Novel copper N-tosyl nitrenes from bispyrazolylmethane ligands: Investigation of their reactivity towards catalysis

The significance of the C-N structural motive in biological and technological relevant molecules is unquestionable. Thus, the C-N bond formation by direct incorporation of a nitrogen functionality into unreactive C-H bonds remains an important objective of chemical synthesis. Copper-nitrenes derived from organic azides and iminoiodinanes have been postulated as key reactive intermediates in the C-H amination of hydrocarbons and nitrogen-group transfer reactions, such as olefin aziridinations. Current examples comprise the late-stage -amination of acylpyrazoles using copper(II) salts and iminoiodinanes and the formation of sulfonamides and isothiazoles from PhINTs and alkynes. Moreover, Prez et. al. suggested, based on DFT-calculations, that a copper-acylnitrene intermediate in conjunction with alkynes enables the formation of their obtained oxazoles.
Only very recently, such elusive and reactive intermediates have been isolated by the Warren and Ray group, respectively.
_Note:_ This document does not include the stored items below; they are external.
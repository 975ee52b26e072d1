/*
 * Copyright Amazon.com, Inc. or its affiliates. All Rights Reserved.
 * SPDX-License-Identifier: Apache-2.0.
 */

/// What happens when a recipient taps a push notification
#[non_exhaustive]
#[derive(
    std::clone::Clone,
    std::cmp::Eq,
    std::cmp::Ord,
    std::cmp::PartialEq,
    std::cmp::PartialOrd,
    std::fmt::Debug,
    std::hash::Hash,
)]
pub enum Action {
    OpenApp,
    DeepLink,
    Url,
    /// Unknown contains new variants that have been added since this code was generated.
    Unknown(String),
}
impl std::convert::From<&str> for Action {
    fn from(s: &str) -> Self {
        match s {
            "OPEN_APP" => Action::OpenApp,
            "DEEP_LINK" => Action::DeepLink,
            "URL" => Action::Url,
            other => Action::Unknown(other.to_owned()),
        }
    }
}
impl std::str::FromStr for Action {
    type Err = std::convert::Infallible;

    fn from_str(s: &str) -> std::result::Result<Self, Self::Err> {
        Ok(Action::from(s))
    }
}
impl Action {
    pub fn as_str(&self) -> &str {
        match self {
            Action::OpenApp => "OPEN_APP",
            Action::DeepLink => "DEEP_LINK",
            Action::Url => "URL",
            Action::Unknown(s) => s.as_ref(),
        }
    }
    pub fn values() -> &'static [&'static str] {
        &["OPEN_APP", "DEEP_LINK", "URL"]
    }
}
impl AsRef<str> for Action {
    fn as_ref(&self) -> &str {
        self.as_str()
    }
}

#[non_exhaustive]
#[derive(std::clone::Clone, std::cmp::PartialEq)]
pub struct ActivitiesResponse {
    pub item: std::option::Option<std::vec::Vec<crate::model::ActivityResponse>>,
    pub next_token: std::option::Option<std::string::String>,
}
impl std::fmt::Debug for ActivitiesResponse {
    fn fmt(&self, f: &mut std::fmt::Formatter<'_>) -> std::fmt::Result {
        let mut formatter = f.debug_struct("ActivitiesResponse");
        formatter.field("item", &self.item);
        formatter.field("next_token", &self.next_token);
        formatter.finish()
    }
}
/// See [`ActivitiesResponse`](crate::model::ActivitiesResponse)
pub mod activities_response {
    /// A builder for [`ActivitiesResponse`](crate::model::ActivitiesResponse)
    #[non_exhaustive]
    #[derive(std::default::Default, std::clone::Clone, std::cmp::PartialEq, std::fmt::Debug)]
    pub struct Builder {
        pub(crate) item: std::option::Option<std::vec::Vec<crate::model::ActivityResponse>>,
        pub(crate) next_token: std::option::Option<std::string::String>,
    }
    impl Builder {
        pub fn item(mut self, input: impl Into<crate::model::ActivityResponse>) -> Self {
            let mut v = self.item.unwrap_or_default();
            v.push(input.into());
            self.item = Some(v);
            self
        }
        pub fn set_item(mut self, input: std::option::Option<std::vec::Vec<crate::model::ActivityResponse>>) -> Self {
            self.item = input;
            self
        }
        pub fn next_token(mut self, input: impl Into<std::string::String>) -> Self {
            self.next_token = Some(input.into());
            self
        }
        pub fn set_next_token(mut self, input: std::option::Option<std::string::String>) -> Self {
            self.next_token = input;
            self
        }
        /// Consumes the builder and constructs a [`ActivitiesResponse`](crate::model::ActivitiesResponse)
        pub fn build(self) -> crate::model::ActivitiesResponse {
            crate::model::ActivitiesResponse {
                item: self.item,
                next_token: self.next_token,
            }
        }
    }
}
impl ActivitiesResponse {
    /// Creates a new builder-style object to manufacture [`ActivitiesResponse`](crate::model::ActivitiesResponse)
    pub fn builder() -> crate::model::activities_response::Builder {
        crate::model::activities_response::Builder::default()
    }
}

/// A single step of a journey. Exactly one activity type is expected to be set.
#[non_exhaustive]
#[derive(std::clone::Clone, std::cmp::PartialEq)]
pub struct Activity {
    pub description: std::option::Option<std::string::String>,
    pub email: std::option::Option<crate::model::EmailMessageActivity>,
    pub holdout: std::option::Option<crate::model::HoldoutActivity>,
    pub random_split: std::option::Option<crate::model::RandomSplitActivity>,
    pub wait: std::option::Option<crate::model::WaitActivity>,
}
impl std::fmt::Debug for Activity {
    fn fmt(&self, f: &mut std::fmt::Formatter<'_>) -> std::fmt::Result {
        let mut formatter = f.debug_struct("Activity");
        formatter.field("description", &self.description);
        formatter.field("email", &self.email);
        formatter.field("holdout", &self.holdout);
        formatter.field("random_split", &self.random_split);
        formatter.field("wait", &self.wait);
        formatter.finish()
    }
}
/// See [`Activity`](crate::model::Activity)
pub mod activity {
    /// A builder for [`Activity`](crate::model::Activity)
    #[non_exhaustive]
    #[derive(std::default::Default, std::clone::Clone, std::cmp::PartialEq, std::fmt::Debug)]
    pub struct Builder {
        pub(crate) description: std::option::Option<std::string::String>,
        pub(crate) email: std::option::Option<crate::model::EmailMessageActivity>,
        pub(crate) holdout: std::option::Option<crate::model::HoldoutActivity>,
        pub(crate) random_split: std::option::Option<crate::model::RandomSplitActivity>,
        pub(crate) wait: std::option::Option<crate::model::WaitActivity>,
    }
    impl Builder {
        pub fn description(mut self, input: impl Into<std::string::String>) -> Self {
            self.description = Some(input.into());
            self
        }
        pub fn set_description(mut self, input: std::option::Option<std::string::String>) -> Self {
            self.description = input;
            self
        }
        pub fn email(mut self, input: crate::model::EmailMessageActivity) -> Self {
            self.email = Some(input);
            self
        }
        pub fn set_email(mut self, input: std::option::Option<crate::model::EmailMessageActivity>) -> Self {
            self.email = input;
            self
        }
        pub fn holdout(mut self, input: crate::model::HoldoutActivity) -> Self {
            self.holdout = Some(input);
            self
        }
        pub fn set_holdout(mut self, input: std::option::Option<crate::model::HoldoutActivity>) -> Self {
            self.holdout = input;
            self
        }
        pub fn random_split(mut self, input: crate::model::RandomSplitActivity) -> Self {
            self.random_split = Some(input);
            self
        }
        pub fn set_random_split(mut self, input: std::option::Option<crate::model::RandomSplitActivity>) -> Self {
            self.random_split = input;
            self
        }
        pub fn wait(mut self, input: crate::model::WaitActivity) -> Self {
            self.wait = Some(input);
            self
        }
        pub fn set_wait(mut self, input: std::option::Option<crate::model::WaitActivity>) -> Self {
            self.wait = input;
            self
        }
        /// Consumes the builder and constructs a [`Activity`](crate::model::Activity)
        pub fn build(self) -> crate::model::Activity {
            crate::model::Activity {
                description: self.description,
                email: self.email,
                holdout: self.holdout,
                random_split: self.random_split,
                wait: self.wait,
            }
        }
    }
}
impl Activity {
    /// Creates a new builder-style object to manufacture [`Activity`](crate::model::Activity)
    pub fn builder() -> crate::model::activity::Builder {
        crate::model::activity::Builder::default()
    }
}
Their findings include neutral and cationic (Sc³⁺-stabilized) copper-nitrenes stemming from either azides or iminoiodinanes as nitrene sources.
Novel copper-nitrenes generated from a copper(I) precursor and scorpionates with a bis(pyrazolyl)methane scaffold will be presented. These colorful compounds provide direct access to active species for C-H-insertions into hydrocarbons and nitrene transfer reactions.
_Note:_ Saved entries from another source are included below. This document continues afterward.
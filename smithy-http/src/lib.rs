/*
 * Copyright Amazon.com, Inc. or its affiliates. All Rights Reserved.
 * SPDX-License-Identifier: Apache-2.0.
 */

pub mod body;
pub mod endpoint;
pub mod header;
pub mod label;
pub mod operation;
pub mod property_bag;
pub mod query;
pub mod response;
pub mod result;
mod urlencode;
The substrate reactivity follows pseudo-first-order rates and the specific copper-nitrene UV/Vis features allow time-resolved reaction monitoring. Catalytic procedures for the aziridination of olefins and C-H amination of alkanes are presented. With the aid of DFT-calculations and spectroscopic methods the open-valence electronic structures were elucidated. The impact of the ligand design on the copper-nitrene electronic attributes is revealed. Specifically, the consequences of alteration of the substitution at the pyrazole-3-position and the direct comparison of azoles in the scorpionate scaffold are rationalized in terms of the copper-nitrene stability and reactivity.